Elizabeth Daly and two sorority sisters were leaving a Charlottesville grocery store last year after buying cookie dough and canned water, when plainclothes state alcohol agents followed them to their car.
In an effort to catch underage buyers of alcohol, Virginia Alcohol Beverage Control officers were staking out store parking lot. They mistook the women's LaCroix sparkling water for a case of beer, and, according to Daly, surrounded her car and began pounding on the windows. She claims that one agent jumped on the hood and another pulled a gun.
Panicked, she dialed 911, handed the phone to another student in the passenger seat and pulled away. After the dispatcher confirmed the people were indeed state agents, Daly pulled her car over and ABC officers took her into custody, booked her into jail, charged her with assaulting officers she had grazed with her car and left her behind bars overnight.
She is now suing the state for $40 million. 
While everybody can be wrong, what's remarkable is how fast the situation got out of control. In the heat of the moment, nobody seem to consider what the proportional response should be. The use of deadly (or potentially deadly) force was the first choice in both situations. 

In yet another case, Albuquerque Police Department faced a storm of criticism and angry protesters following the release of video footage of the shooting death of a homeless man. Officers shot and killed James Boyd, a 38-year-old homeless man with a history of mental illness. The man was alleged to be illegally camping in the Sandia Foothills area. Hardly a threat to the public.
In the video, Boyd is seen agreeing to leave the campsite and turning away from the officers when he is shot. The Albuquerque police confirmed that officers fired six rounds of live ammunition while he was lying on the ground. Then, they let a police dog loose.
He died in hospital the following day. The event marked the department’s 24th fatal shooting out of 37 total shootings since 2010.


A Paradox of Violent Crime and Police Brutality

Violent crime rates are dropping, in fact, - the number of violent crimes and property crimes fell 5.4 percent in the first six months of 2013. This is a part of a long term trend since the mid 1990s.

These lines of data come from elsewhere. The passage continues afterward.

//! Named constraint groups and the activation map.
//!
//! Every scheduling stage declares a catalog of [`ConstraintSpec`]s: named,
//! independently togglable constraint groups with per-stage defaults. A
//! [`ConstraintSet`] is the activation map threaded through the relaxation
//! loop; each retry builds a fresh set rather than mutating the previous
//! one, so a single build/solve never sees the map change under it.
//!
//! Stages apply their groups data-driven: iterate the catalog, gate each
//! builder on [`ConstraintSet::gate`], and let the gate record the
//! applied/skipped decision in the narrative log the relaxation advisor
//! reads.

mod library;

pub use library::{
    active_entry_monotonicity, cap_each, equal_counts, frequency_window, item_count, link_entry,
    no_consecutive_identical, no_duplicates, required_coverage_hard, required_coverage_soft,
    spread, windowed_coverage, EntryVars, SpreadVars,
};

use std::collections::BTreeMap;
use std::fmt;

use serde::{Deserialize, Serialize};

/// Description of one togglable constraint group.
#[derive(Debug, Clone, Serialize, Deserialize)]
pub struct ConstraintSpec {
    /// Stable name, the key callers and the relaxation advisor use.
    pub name: &'static str,
    /// One-line description shown to the relaxation advisor.
    pub description: &'static str,
    /// Whether the group starts active.
    pub default_active: bool,
}

impl ConstraintSpec {
    /// A group that defaults to active (nearly every group does).
    pub const fn new(name: &'static str, description: &'static str) -> Self {
        Self {
            name,
            description,
            default_active: true,
        }
    }
}

/// Activation map: constraint-group name to on/off flag.
///
/// Mutated only between solve attempts, never during a build.
#[derive(Debug, Clone, Default, Serialize, Deserialize)]
pub struct ConstraintSet {
    active: BTreeMap<String, bool>,
}

impl ConstraintSet {
    /// Builds the default activation map for a stage catalog.
    pub fn from_specs(specs: &[ConstraintSpec]) -> Self {
        Self {
            active: specs
                .iter()
                .map(|s| (s.name.to_string(), s.default_active))
                .collect(),
        }
    }

    /// Applies caller overrides; names not present in the catalog are
    /// logged and ignored (omitted names keep their defaults).
    pub fn with_overrides(mut self, overrides: &BTreeMap<String, bool>) -> Self {
        for (name, &active) in overrides {
            match self.active.get_mut(name) {
                Some(slot) => *slot = active,
                None => log::warn!("ignoring override for unknown constraint '{name}'"),
            }
        }
        self
    }

    /// Whether a group is active. Unknown names are active by default.
    pub fn is_active(&self, name: &str) -> bool {
        self.active.get(name).copied().unwrap_or(true)
    }

    /// Turns the named groups off.
    pub fn deactivate<S: AsRef<str>>(&mut self, names: &[S]) {
        for name in names {
            if let Some(slot) = self.active.get_mut(name.as_ref()) {
                *slot = false;
            }
        }
    }

    /// Names of the groups still on, in stable order.
    pub fn active_names(&self) -> Vec<String> {
        self.active
            .iter()
            .filter(|(_, &on)| on)
            .map(|(n, _)| n.clone())
            .collect()
    }

    /// Names of the groups turned off, in stable order.
    pub fn inactive_names(&self) -> Vec<String> {
        self.active
            .iter()
            .filter(|(_, &on)| !on)
            .map(|(n, _)| n.clone())
            .collect()
    }

    /// Gate for a constraint builder: records the decision in the
    /// narrative log and tells the caller whether to apply the group.
    pub fn gate(&self, name: &str, log: &mut NarrativeLog) -> bool {
        let on = self.is_active(name);
        if on {
            log.line(format_args!("applied constraint '{name}'"));
        } else {
            log.line(format_args!("skipped constraint '{name}' (relaxed)"));
        }
        on
    }
}

/// Append-only narrative of which constraints were applied or skipped.
///
/// The narrative feeds the relaxation advisor as part of its context, so it
/// is kept separate from the `log` facade used for operational logging.
#[derive(Debug, Clone, Default)]
pub struct NarrativeLog {
    text: String,
}

impl NarrativeLog {
    /// Creates an empty log.
    pub fn new() -> Self {
        Self::default()
    }

    /// Appends one line.
    pub fn line(&mut self, args: fmt::Arguments<'_>) {
        use fmt::Write;
        let _ = writeln!(self.text, "{args}");
    }

    /// Appends a section heading.
    pub fn section(&mut self, title: &str) {
        self.line(format_args!("== {title} =="));
    }

    /// The accumulated narrative.
    pub fn as_str(&self) -> &str {
        &self.text
    }
}

impl fmt::Display for NarrativeLog {
    fn fmt(&self, f: &mut fmt::Formatter<'_>) -> fmt::Result {
        f.write_str(&self.text)
    }
}

#[cfg(test)]
mod tests {
    use super::*;

    fn specs() -> Vec<ConstraintSpec> {
        vec![
            ConstraintSpec::new("a", "first"),
            ConstraintSpec::new("b", "second"),
        ]
    }

    #[test]
    fn test_defaults_all_active() {
        let set = ConstraintSet::from_specs(&specs());
        assert!(set.is_active("a"));
        assert!(set.is_active("b"));
        assert_eq!(set.active_names(), vec!["a", "b"]);
        assert!(set.inactive_names().is_empty());
    }

    #[test]
    fn test_overrides_and_unknown_names() {
        let mut overrides = BTreeMap::new();
        overrides.insert("b".to_string(), false);
        overrides.insert("nope".to_string(), false);
        let set = ConstraintSet::from_specs(&specs()).with_overrides(&overrides);
        assert!(set.is_active("a"));
        assert!(!set.is_active("b"));
        // Unknown names are ignored, not stored.
        assert_eq!(set.active_names(), vec!["a"]);
    }

    #[test]
    fn test_deactivate() {
        let mut set = ConstraintSet::from_specs(&specs());
        set.deactivate(&["a"]);
        assert!(!set.is_active("a"));
        assert_eq!(set.inactive_names(), vec!["a"]);
    }

    #[test]
    fn test_gate_records_narrative() {
        let mut set = ConstraintSet::from_specs(&specs());
        set.deactivate(&["b"]);
        let mut log = NarrativeLog::new();
        assert!(set.gate("a", &mut log));
        assert!(!set.gate("b", &mut log));
        assert!(log.as_str().contains("applied constraint 'a'"));
        assert!(log.as_str().contains("skipped constraint 'b'"));
    }
}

Meanwhile, the number of cases of police brutality seem to be rising. (That could be disputed since accurate figures are not kept.)

This infographic (click to enlarge) gives us a very good perspective on the problem.  It might tell us about the scale of the problem but it doesn't explain why.

Why is this happening? Why should a 95-year old man, a university student, and homeless man all be seen as such a threat by the authorities? These groups would normally be consider the groups most in need of police protection, not subject to police abuse.
The whole purpose of law enforcement is not to terrorize the community but to maintain order according to the law. So how could this present situation occur?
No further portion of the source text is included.